On connaît bientôt quel est le trésor d'un homme. Au bout d'un quart d'heure d'entretien avec lui, vous pourrez comprendre si ses affections sont en bas ou en haut. Parlez à un patriote de son pays, vous verrez son regard s'enflammer parce que ce sujet l'intéresse vivement. Si vous causez avec un homme qui est dans les affaires, dites-lui où il pourra gagner une forte somme, et vous apercevrez que c'est là ce qui lui tient le plus à cœur ; c'est leur cœur qui vous écoutera avec attention. A des gens qui vivent dans le monde de la mode, parlez des modes du jour ; verrez aussitôt leurs yeux briller, leur intérêt captivé, leur cœur saisi. Abordez la politique un diplomate, le voilà tout à son affaire. quand vous parlerez de la patrie céleste à un enfant de Dieu qui a placé ses trésors dans le ciel, alors son enthousiasme s'allumera, car son trésor et son cœur sont en haut.

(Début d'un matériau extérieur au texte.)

//! Position text codec.
//!
//! Reads and writes the compact placement notation: ranks from the highest to
//! the lowest separated by `/`, runs of empty squares as decimal counts, white
//! pieces uppercase and black lowercase, then the side to move. Castling
//! rights, en-passant target and the two move counters may follow.

use std::fmt::Write;

use crate::game_state::{
    CastlingRights, CastlingSide, Color, Dimensions, FenFields, GameState, Piece, Square,
};

/// Error when position text does not describe a position on the board.
#[derive(Debug, Clone, PartialEq, Eq, thiserror::Error)]
pub enum FenError {
    #[error("position text is empty")]
    Empty,
    #[error("expected {expected} ranks, found {found}")]
    RankCount { expected: u8, found: usize },
    #[error("rank {rank} has {found} squares, expected {expected}")]
    RankWidth {
        rank: u16,
        expected: u8,
        found: usize,
    },
    #[error("unknown piece letter '{0}'")]
    UnknownPiece(char),
    #[error("side to move is missing")]
    MissingTurn,
    #[error("side to move must be 'w' or 'b', found '{0}'")]
    BadTurn(String),
    #[error("invalid castling field '{0}'")]
    BadCastling(String),
    #[error("invalid en passant field '{0}'")]
    BadEnPassant(String),
    #[error("invalid move counter '{0}'")]
    BadCounter(String),
    #[error("unexpected trailing field '{0}'")]
    TrailingField(String),
}

/// Parse position text for a board of the given dimensions.
///
/// Fields after the side to move are optional. When absent they default to
/// no castling rights, no en-passant target, halfmove 0 and fullmove 1.
pub fn decode(text: &str, dims: Dimensions) -> Result<GameState, FenError> {
    let mut fields = text.split_whitespace();
    let placement = fields.next().ok_or(FenError::Empty)?;

    let mut state = GameState::empty(dims);
    decode_placement(placement, &mut state)?;

    let turn = fields.next().ok_or(FenError::MissingTurn)?;
    state.turn = match turn {
        "w" => Color::White,
        "b" => Color::Black,
        other => return Err(FenError::BadTurn(other.to_string())),
    };

    if let Some(castling) = fields.next() {
        state.fields = FenFields::Full;
        state.castling = decode_castling(castling)?;
    }
    if let Some(en_passant) = fields.next() {
        state.en_passant = decode_en_passant(en_passant, dims)?;
    }
    if let Some(halfmove) = fields.next() {
        state.halfmove_clock = decode_counter(halfmove)?;
    }
    if let Some(fullmove) = fields.next() {
        state.fullmove_number = decode_counter(fullmove)?;
    }
    if let Some(extra) = fields.next() {
        return Err(FenError::TrailingField(extra.to_string()));
    }

    Ok(state)
}

fn decode_placement(placement: &str, state: &mut GameState) -> Result<(), FenError> {
    let dims = state.dimensions();
    let rows: Vec<&str> = placement.split('/').collect();
    if rows.len() != usize::from(dims.height()) {
        return Err(FenError::RankCount {
            expected: dims.height(),
            found: rows.len(),
        });
    }

    for (row, text) in rows.iter().enumerate() {
        // Rows are written from the top rank down.
        let rank = dims.height() - 1 - row as u8;
        let width = usize::from(dims.width());
        let bad_width = |found: usize| FenError::RankWidth {
            rank: u16::from(rank) + 1,
            expected: dims.width(),
            found,
        };
        let mut file: usize = 0;
        let mut run: usize = 0;
        for c in text.chars() {
            if let Some(digit) = c.to_digit(10) {
                // A run longer than the board is rejected before it can overflow.
                run = run * 10 + digit as usize;
                if file + run > width {
                    return Err(bad_width(file + run));
                }
                continue;
            }
            file += std::mem::take(&mut run);
            let piece = Piece::from_char(c).ok_or(FenError::UnknownPiece(c))?;
            if file < width {
                state.board.set(Square::new(file as u8, rank), Some(piece));
            }
            file += 1;
        }
        file += run;

        if file != width {
            return Err(bad_width(file));
        }
    }
    Ok(())
}

fn decode_castling(field: &str) -> Result<CastlingRights, FenError> {
    let mut rights = CastlingRights::NONE;
    if field == "-" {
        return Ok(rights);
    }
    for c in field.chars() {
        let (color, side) = match c {
            'K' => (Color::White, CastlingSide::KingSide),
            'Q' => (Color::White, CastlingSide::QueenSide),
            'k' => (Color::Black, CastlingSide::KingSide),
            'q' => (Color::Black, CastlingSide::QueenSide),
            _ => return Err(FenError::BadCastling(field.to_string())),
        };
        rights.grant(color, side);
    }
    Ok(rights)
}

fn decode_en_passant(field: &str, dims: Dimensions) -> Result<Option<Square>, FenError> {
    if field == "-" {
        return Ok(None);
    }
    match field.parse::<Square>() {
        Ok(square) if dims.contains(square) => Ok(Some(square)),
        _ => Err(FenError::BadEnPassant(field.to_string())),
    }
}

fn decode_counter(field: &str) -> Result<u32, FenError> {
    field
        .parse()
        .map_err(|_| FenError::BadCounter(field.to_string()))
}

/// Write position text for a state.
///
/// The two-field form is used only when reading it back would give the same
/// game: no castling rights and no en-passant capture available. Otherwise,
/// or when the state was read from six fields, all six are written.
pub fn encode(state: &GameState) -> String {
    let dims = state.dimensions();
    let mut out = String::with_capacity(dims.area() + 16);

    for rank in (0..dims.height()).rev() {
        let mut empty = 0;
        for file in 0..dims.width() {
            match state.piece_at(Square::new(file, rank)) {
                Some(piece) => {
                    if empty > 0 {
                        write!(out, "{empty}").ok();
                        empty = 0;
                    }
                    out.push(piece.char());
                }
                None => empty += 1,
            }
        }
        if empty > 0 {
            write!(out, "{empty}").ok();
        }
        if rank > 0 {
            out.push('/');
        }
    }

    out.push(' ');
    out.push(state.turn.char());

    if needs_full_fields(state) {
        out.push(' ');
        out.push_str(&encode_castling(state.castling));
        match state.en_passant {
            Some(square) => {
                write!(out, " {square}").ok();
            }
            None => out.push_str(" -"),
        }
        write!(out, " {} {}", state.halfmove_clock, state.fullmove_number).ok();
    }
    out
}

fn needs_full_fields(state: &GameState) -> bool {
    state.fields == FenFields::Full
        || !state.castling.is_empty()
        || state.en_passant_capturable()
}

fn encode_castling(rights: CastlingRights) -> String {
    if rights.is_empty() {
        return "-".to_string();
    }
    [
        ('K', Color::White, CastlingSide::KingSide),
        ('Q', Color::White, CastlingSide::QueenSide),
        ('k', Color::Black, CastlingSide::KingSide),
        ('q', Color::Black, CastlingSide::QueenSide),
    ]
    .into_iter()
    .filter(|(_, color, side)| rights.has(*color, *side))
    .map(|(c, _, _)| c)
    .collect()
}

#[cfg(test)]
mod tests {
    use super::*;
    use crate::game_state::{Role, RuleSet};
    use test_case::test_case;

    const START: &str = "rnbqkbnr/pppppppp/8/8/8/8/PPPPPPPP/RNBQKBNR w";

    fn decode8(text: &str) -> Result<GameState, FenError> {
        decode(text, Dimensions::STANDARD)
    }

    #[test]
    fn test_decode_minimal_start() {
        let state = decode8(START).unwrap();
        assert_eq!(state.turn, Color::White);
        assert_eq!(state.castling, CastlingRights::NONE);
        assert_eq!(state.en_passant, None);
        assert_eq!(state.halfmove_clock, 0);
        assert_eq!(state.fullmove_number, 1);
        assert_eq!(state.fields, FenFields::Minimal);
        assert_eq!(
            state.piece_at("e1".parse().unwrap()),
            Some(Piece::new(Role::King, Color::White))
        );
        assert_eq!(
            state.piece_at("d8".parse().unwrap()),
            Some(Piece::new(Role::Queen, Color::Black))
        );
    }

    #[test]
    fn test_decode_full_fields() {
        let state =
            decode8("rnbqkbnr/1pp1pppp/p7/3pP3/8/8/PPPP1PPP/RNBQKBNR w Kq d6 3 12").unwrap();
        assert_eq!(state.fields, FenFields::Full);
        assert!(state.castling.has(Color::White, CastlingSide::KingSide));
        assert!(!state.castling.has(Color::White, CastlingSide::QueenSide));
        assert!(!state.castling.has(Color::Black, CastlingSide::KingSide));
        assert!(state.castling.has(Color::Black, CastlingSide::QueenSide));
        assert_eq!(state.en_passant, Some("d6".parse().unwrap()));
        assert_eq!(state.halfmove_clock, 3);
        assert_eq!(state.fullmove_number, 12);
    }

    #[test_case(START; "minimal")]
    #[test_case("rnbqkbnr/pppppppp/8/8/8/8/PPPPPPPP/RNBQKBNR w KQkq - 0 1"; "full start")]
    #[test_case("rnbqkbnr/1pp1pppp/p7/3pP3/8/8/PPPP1PPP/RNBQKBNR w KQkq d6 0 1"; "en passant")]
    #[test_case("4k3/8/8/8/8/1q6/2n5/K7 w - - 12 40"; "no rights")]
    #[test_case("r1bqkb1r/pppp1Qpp/2n2n2/4p3/2B1P3/8/PPPP1PPP/RNB1K1NR b"; "scholar")]
    fn test_round_trip(text: &str) {
        let state = decode8(text).unwrap();
        assert_eq!(encode(&state), text);
    }

    #[test]
    fn test_encode_standard_keeps_castling_rights() {
        let state = GameState::standard(Dimensions::STANDARD, RuleSet::default());
        let text = encode(&state);
        assert_eq!(text, "rnbqkbnr/pppppppp/8/8/8/8/PPPPPPPP/RNBQKBNR w KQkq - 0 1");
        assert_eq!(decode8(&text).unwrap().castling, CastlingRights::ALL);
    }

    #[test]
    fn test_minimal_state_with_capturable_en_passant_is_written_full() {
        let mut state = decode8("rnbqkbnr/1pp1pppp/p7/3pP3/8/8/PPPP1PPP/RNBQKBNR w").unwrap();
        state.en_passant = Some("d6".parse().unwrap());
        let text = encode(&state);
        assert_eq!(text, "rnbqkbnr/1pp1pppp/p7/3pP3/8/8/PPPP1PPP/RNBQKBNR w - d6 0 1");
        assert_eq!(decode8(&text).unwrap().en_passant, state.en_passant);
    }

    #[test]
    fn test_minimal_state_with_idle_en_passant_stays_minimal() {
        let text = "rnbqkbnr/1ppppppp/8/p7/P7/8/1PPPPPPP/RNBQKBNR w";
        let mut state = decode8(text).unwrap();
        state.en_passant = Some("a6".parse().unwrap());
        assert_eq!(encode(&state), text);
    }

    #[test]
    fn test_wide_board_multi_digit_runs() {
        let dims = Dimensions::new(12, 4).unwrap();
        let text = "k11/12/12/11K b";
        let state = decode(text, dims).unwrap();
        assert_eq!(
            state.piece_at(Square::new(11, 0)),
            Some(Piece::new(Role::King, Color::White))
        );
        assert_eq!(encode(&state), text);
    }

    #[test_case("rnbqkbnr/pppppppp/8/8/8/8/PPPPPPPP w", FenError::RankCount { expected: 8, found: 7 }; "too few ranks")]
    #[test_case("rnbqkbnr/pppppppp/8/8/8/8/PPPPPPPP/RNBQKBNR/8 w", FenError::RankCount { expected: 8, found: 9 }; "too many ranks")]
    #[test_case("rnbqkbnr/ppppppp/8/8/8/8/PPPPPPPP/RNBQKBNR w", FenError::RankWidth { rank: 7, expected: 8, found: 7 }; "short rank")]
    #[test_case("rnbqkbnr/pppppppp/9/8/8/8/PPPPPPPP/RNBQKBNR w", FenError::RankWidth { rank: 6, expected: 8, found: 9 }; "long rank")]
    #[test_case("99999999999999999999999/8/8/8/8/8/8/8 w", FenError::RankWidth { rank: 8, expected: 8, found: 9 }; "oversized digit run")]
    #[test_case("k1111111111111111111111111/8/8/8/8/8/8/7K w", FenError::RankWidth { rank: 8, expected: 8, found: 12 }; "digit run after piece")]
    #[test_case("rnbqkbnr/pppppppp/8/8/8/8/PPPPPPPP/RNBQKBNX w", FenError::UnknownPiece('X'); "unknown piece")]
    #[test_case("rnbqkbnr/pppppppp/8/8/8/8/PPPPPPPP/RNBQKBNR", FenError::MissingTurn; "missing turn")]
    #[test_case("rnbqkbnr/pppppppp/8/8/8/8/PPPPPPPP/RNBQKBNR x", FenError::BadTurn("x".into()); "bad turn")]
    #[test_case("rnbqkbnr/pppppppp/8/8/8/8/PPPPPPPP/RNBQKBNR w KX", FenError::BadCastling("KX".into()); "bad castling")]
    #[test_case("rnbqkbnr/pppppppp/8/8/8/8/PPPPPPPP/RNBQKBNR w - z9", FenError::BadEnPassant("z9".into()); "bad en passant")]
    #[test_case("rnbqkbnr/pppppppp/8/8/8/8/PPPPPPPP/RNBQKBNR w - - x", FenError::BadCounter("x".into()); "bad counter")]
    #[test_case("rnbqkbnr/pppppppp/8/8/8/8/PPPPPPPP/RNBQKBNR w - - 0 1 z", FenError::TrailingField("z".into()); "trailing")]
    #[test_case("", FenError::Empty; "empty")]
    fn test_decode_errors(text: &str, expected: FenError) {
        assert_eq!(decode8(text), Err(expected));
    }
}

Souvenons-nous que c'est un commandement qui nous est donné d'amasser des trésors dans le ciel, un ordre tout aussi positif que de ne pas dérober. Quelques-uns se figurent que tous les commandements sont sur les tables de pierre écrites sur le Sinaï. Mais Jésus-Christ nous en a donné bien d'autres quand il était sur la terre :

« Cherchez premièrement, a-t-il dit, le royaume de Dieu et sa justice et toutes les autres choses vous seront données par-dessus. » — « Amassez-vous des trésors dans le ciel. » Si l'on rencontre tant de meurs brisés, tant de gens désappointés, c'est qu'ils ont amassé des trésors pour la terre.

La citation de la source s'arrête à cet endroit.